• [Work request]: Set down every record exactly as it appears.

++++ Source data

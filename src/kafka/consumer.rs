use crate::{
    conf::KafkaConfig,
    flow::FlowMessage,
    kafka::{
        auth::Credentials,
        base::{client_config, metadata_timeout, ConnectorError, InitialOffset},
        context::{forward, ConsumerEventContext, ConsumerEvents},
    },
    log_error, log_warning,
    utils::o11y::logging::as_error,
};

use std::sync::Arc;

use futures::{Stream, StreamExt};
use rdkafka::{
    config::ClientConfig,
    consumer::{Consumer, StreamConsumer},
    error::{KafkaError, KafkaResult},
    message::Message,
};
use tokio::{
    sync::{mpsc, watch},
    task::JoinHandle,
};
use tracing::{debug, info, instrument, trace};

type FlowConsumer = StreamConsumer<ConsumerEventContext>;

/// A running consumer: the rdkafka client, its decoding task and the channels
/// it feeds.
pub(crate) struct ConsumerSession {
    consumer: Arc<FlowConsumer>,
    shutdown: watch::Sender<()>,
    decoder: JoinHandle<()>,
    pub(crate) flows: Option<mpsc::Receiver<FlowMessage>>,
    pub(crate) events: Option<ConsumerEvents>,
    pub(crate) logger: Option<JoinHandle<ConsumerEvents>>,
}

impl ConsumerSession {
    #[instrument(skip(settings, credentials), err)]
    pub(crate) async fn start(
        brokers: &str,
        topics: &[&str],
        group_id: &str,
        offset: InitialOffset,
        settings: &KafkaConfig,
        credentials: Option<&Credentials>,
        channel_length: usize,
    ) -> Result<Self, ConnectorError> {
        if topics.is_empty() {
            return Err(ConnectorError::NoTopics);
        }

        let mut client_config = client_config(brokers, settings, credentials)?;
        client_config
            .set("group.id", group_id)
            // only used when the group has no committed offset yet
            .set("auto.offset.reset", offset.as_str())
            .set("enable.auto.commit", "true")
            .set("enable.partition.eof", "false")
            .set("session.timeout.ms", settings.session_timeout_ms.to_string());

        let (context, events) = ConsumerEventContext::new();
        let errors = context.error_sender();

        info!(
            user = credentials.map(|c| c.user.as_str()),
            protocol = settings.security_protocol.as_str(),
            "trying to connect to kafka"
        );
        let consumer = connect(&client_config, context, topics, settings).await?;
        info!("kafka connection established");

        let (flows_tx, flows_rx) = mpsc::channel(channel_length.max(1));
        let (shutdown_tx, shutdown_rx) = watch::channel(());
        let source = Arc::clone(&consumer);
        let decoder = tokio::spawn(async move {
            let messages = source.stream();
            tokio::pin!(messages);
            decode_messages(messages, flows_tx, errors, shutdown_rx).await;
        });

        Ok(Self {
            consumer,
            shutdown: shutdown_tx,
            decoder,
            flows: Some(flows_rx),
            events: Some(events),
            logger: None,
        })
    }

    /// Stop decoding, leave the group and wait for the logger to drain.
    pub(crate) async fn close(self) {
        self.shutdown.send_replace(());
        if let Err(error) = self.decoder.await {
            log_error!(error, "consumer decoder task failed");
        }
        release(self.consumer).await;
        if let Some(logger) = self.logger {
            if let Err(error) = logger.await {
                log_error!(error, "consumer logger task failed");
            }
        }
    }
}

// Create the client, verify it and subscribe. On failure the client is
// released before returning, which drops `context` with it.
async fn connect(
    client_config: &ClientConfig,
    context: ConsumerEventContext,
    topics: &[&str],
    settings: &KafkaConfig,
) -> Result<Arc<FlowConsumer>, ConnectorError> {
    let consumer: FlowConsumer = client_config
        .create_with_context(context)
        .inspect_err(as_error!("failed to create consumer"))?;
    let consumer = Arc::new(consumer);

    if settings.verify_connection {
        if let Err(error) = verify_connection(&consumer, settings).await {
            release(consumer).await;
            return Err(error);
        }
    }

    if let Err(error) = consumer.subscribe(topics) {
        log_error!(error, "failed to subscribe to topics");
        release(consumer).await;
        return Err(error.into());
    }
    Ok(consumer)
}

// Fetching metadata is the first request that needs a working, authenticated
// connection, so it surfaces TLS and SASL failures before anything is spawned.
async fn verify_connection(
    consumer: &Arc<FlowConsumer>,
    settings: &KafkaConfig,
) -> Result<(), ConnectorError> {
    let client = Arc::clone(consumer);
    let timeout = metadata_timeout(settings);
    let brokers = tokio::task::spawn_blocking(move || {
        client
            .fetch_metadata(None, timeout)
            .map(|metadata| metadata.brokers().len())
    })
    .await?
    .inspect_err(as_error!("failed to fetch cluster metadata"))?;
    debug!(brokers, "cluster metadata fetched");
    Ok(())
}

// Dropping the consumer leaves the group, which blocks.
async fn release(consumer: Arc<FlowConsumer>) {
    let result = tokio::task::spawn_blocking(move || {
        consumer.unsubscribe();
        drop(consumer);
    })
    .await;
    match result {
        Ok(()) => info!("kafka consumer connection closed"),
        Err(error) => log_error!(error, "failed to close kafka consumer"),
    }
}

// Decode wire messages into flows until the stream ends, the flow receiver is
// dropped or the shutdown signal fires.
//
// Broken payloads are logged and skipped. Errors from the stream go to the
// error channel. Sending into the bounded flow channel waits for the reader,
// which is what pushes back on the consumer.
#[instrument(name = "decoder", skip_all)]
pub(crate) async fn decode_messages<S, M>(
    mut messages: S,
    flows: mpsc::Sender<FlowMessage>,
    errors: mpsc::Sender<KafkaError>,
    mut shutdown: watch::Receiver<()>,
) where
    S: Stream<Item = KafkaResult<M>> + Unpin,
    M: Message,
{
    let mut decoded: u64 = 0;
    let mut dropped: u64 = 0;
    loop {
        let next = tokio::select! {
            _ = shutdown.changed() => break,
            next = messages.next() => next,
        };
        let flow = match next {
            None => {
                debug!("message stream ended");
                break;
            }
            Some(Err(error)) => {
                trace!(error.message = %error, "error from message stream");
                forward(&errors, error, "consumer_errors");
                continue;
            }
            Some(Ok(message)) => match decode_payload(&message) {
                Some(flow) => flow,
                None => {
                    dropped += 1;
                    continue;
                }
            },
        };
        tokio::select! {
            _ = shutdown.changed() => break,
            sent = flows.send(flow) => {
                if sent.is_err() {
                    debug!("flow receiver dropped");
                    break;
                }
                decoded += 1;
            }
        }
    }
    info!(decoded, dropped, "decoder terminated");
}

fn decode_payload<M: Message>(message: &M) -> Option<FlowMessage> {
    let Some(payload) = message.payload() else {
        trace!(
            topic = message.topic(),
            partition = message.partition(),
            offset = message.offset(),
            "empty payload, skipping"
        );
        return None;
    };
    FlowMessage::decode(payload)
        .inspect_err(|error| {
            log_warning!(
                error,
                topic = message.topic(),
                partition = message.partition(),
                offset = message.offset(),
                "received broken message"
            )
        })
        .ok()
}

++++++++

• [Response box]:
filename src/kafka/consumer.rs
use crate::{
    conf::KafkaConfig,
    flow::FlowMessage,
    kafka::{
        auth::Credentials,
        base::{client_config, metadata_timeout, ConnectorError, InitialOffset},
        context::{forward, ConsumerEventContext, ConsumerEvents},
    },
    log_error, log_warning,
    utils::o11y::logging::as_error,
};

use std::sync::Arc;

use futures::{Stream, StreamExt};
use rdkafka::{
    config::ClientConfig,
    consumer::{Consumer, StreamConsumer},
    error::{KafkaError, KafkaResult},
    message::Message,
};
use tokio::{
    sync::{mpsc, watch},
    task::JoinHandle,
};
use tracing::{debug, info, instrument, trace};

type FlowConsumer = StreamConsumer<ConsumerEventContext>;

/// A running consumer: the rdkafka client, its decoding task and the channels
/// it feeds.
pub(crate) struct ConsumerSession {
    consumer: Arc<FlowConsumer>,
    shutdown: watch::Sender<()>,
    decoder: JoinHandle<()>,
    pub(crate) flows: Option<mpsc::Receiver<FlowMessage>>,
    pub(crate) events: Option<ConsumerEvents>,
    pub(crate) logger: Option<JoinHandle<ConsumerEvents>>,
}

impl ConsumerSession {
    #[instrument(skip(settings, credentials), err)]
    pub(crate) async fn start(
        brokers: &str,
        topics: &[&str],
        group_id: &str,
        offset: InitialOffset,
        settings: &KafkaConfig,
        credentials: Option<&Credentials>,
        channel_length: usize,
    ) -> Result<Self, ConnectorError> {
        if topics.is_empty() {
            return Err(ConnectorError::NoTopics);
        }

        let mut client_config = client_config(brokers, settings, credentials)?;
        client_config
            .set("group.id", group_id)
            // only used when the group has no committed offset yet
            .set("auto.offset.reset", offset.as_str())
            .set("enable.auto.commit", "true")
            .set("enable.partition.eof", "false")
            .set("session.timeout.ms", settings.session_timeout_ms.to_string());

        let (context, events) = ConsumerEventContext::new();
        let errors = context.error_sender();

        info!(
            user = credentials.map(|c| c.user.as_str()),
            protocol = settings.security_protocol.as_str(),
            "trying to connect to kafka"
        );
        let consumer = connect(&client_config, context, topics, settings).await?;
        info!("kafka connection established");

        let (flows_tx, flows_rx) = mpsc::channel(channel_length.max(1));
        let (shutdown_tx, shutdown_rx) = watch::channel(());
        let source = Arc::clone(&consumer);
        let decoder = tokio::spawn(async move {
            let messages = source.stream();
            tokio::pin!(messages);
            decode_messages(messages, flows_tx, errors, shutdown_rx).await;
        });

        Ok(Self {
            consumer,
            shutdown: shutdown_tx,
            decoder,
            flows: Some(flows_rx),
            events: Some(events),
            logger: None,
        })
    }

    /// Stop decoding, leave the group and wait for the logger to drain.
    pub(crate) async fn close(self) {
        self.shutdown.send_replace(());
        if let Err(error) = self.decoder.await {
            log_error!(error, "consumer decoder task failed");
        }
        release(self.consumer).await;
        if let Some(logger) = self.logger {
            if let Err(error) = logger.await {
                log_error!(error, "consumer logger task failed");
            }
        }
    }
}

// Create the client, verify it and subscribe. On failure the client is
// released before returning, which drops `context` with it.
async fn connect(
    client_config: &ClientConfig,
    context: ConsumerEventContext,
    topics: &[&str],
    settings: &KafkaConfig,
) -> Result<Arc<FlowConsumer>, ConnectorError> {
    let consumer: FlowConsumer = client_config
        .create_with_context(context)
        .inspect_err(as_error!("failed to create consumer"))?;
    let consumer = Arc::new(consumer);

    if settings.verify_connection {
        if let Err(error) = verify_connection(&consumer, settings).await {
            release(consumer).await;
            return Err(error);
        }
    }

    if let Err(error) = consumer.subscribe(topics) {
        log_error!(error, "failed to subscribe to topics");
        release(consumer).await;
        return Err(error.into());
    }
    Ok(consumer)
}

// Fetching metadata is the first request that needs a working, authenticated
// connection, so it surfaces TLS and SASL failures before anything is spawned.
async fn verify_connection(
    consumer: &Arc<FlowConsumer>,
    settings: &KafkaConfig,
) -> Result<(), ConnectorError> {
    let client = Arc::clone(consumer);
    let timeout = metadata_timeout(settings);
    let brokers = tokio::task::spawn_blocking(move || {
        client
            .fetch_metadata(None, timeout)
            .map(|metadata| metadata.brokers().len())
    })
    .await?
    .inspect_err(as_error!("failed to fetch cluster metadata"))?;
    debug!(brokers, "cluster metadata fetched");
    Ok(())
}

// Dropping the consumer leaves the group, which blocks.
async fn release(consumer: Arc<FlowConsumer>) {
    let result = tokio::task::spawn_blocking(move || {
        consumer.unsubscribe();
        drop(consumer);
    })
    .await;
    match result {
        Ok(()) => info!("kafka consumer connection closed"),
        Err(error) => log_error!(error, "failed to close kafka consumer"),
    }
}

// Decode wire messages into flows until the stream ends, the flow receiver is
// dropped or the shutdown signal fires.
//
// Broken payloads are logged and skipped. Errors from the stream go to the
// error channel. Sending into the bounded flow channel waits for the reader,
// which is what pushes back on the consumer.
#[instrument(name = "decoder", skip_all)]
pub(crate) async fn decode_messages<S, M>(
    mut messages: S,
    flows: mpsc::Sender<FlowMessage>,
    errors: mpsc::Sender<KafkaError>,
    mut shutdown: watch::Receiver<()>,
) where
    S: Stream<Item = KafkaResult<M>> + Unpin,
    M: Message,
{
    let mut decoded: u64 = 0;
    let mut dropped: u64 = 0;
    loop {
        let next = tokio::select! {
            _ = shutdown.changed() => break,
            next = messages.next() => next,
        };
        let flow = match next {
            None => {
                debug!("message stream ended");
                break;
            }
            Some(Err(error)) => {
                trace!(error.message = %error, "error from message stream");
                forward(&errors, error, "consumer_errors");
                continue;
            }
            Some(Ok(message)) => match decode_payload(&message) {
                Some(flow) => flow,
                None => {
                    dropped += 1;
                    continue;
                }
            },
        };
        tokio::select! {
            _ = shutdown.changed() => break,
            sent = flows.send(flow) => {
                if sent.is_err() {
                    debug!("flow receiver dropped");
                    break;
                }
                decoded += 1;
            }
        }
    }
    info!(decoded, dropped, "decoder terminated");
}

fn decode_payload<M: Message>(message: &M) -> Option<FlowMessage> {
    let Some(payload) = message.payload() else {
        trace!(
            topic = message.topic(),
            partition = message.partition(),
            offset = message.offset(),
            "empty payload, skipping"
        );
        return None;
    };
    FlowMessage::decode(payload)
        .inspect_err(|error| {
            log_warning!(
                error,
                topic = message.topic(),
                partition = message.partition(),
                offset = message.offset(),
                "received broken message"
            )
        })
        .ok()
}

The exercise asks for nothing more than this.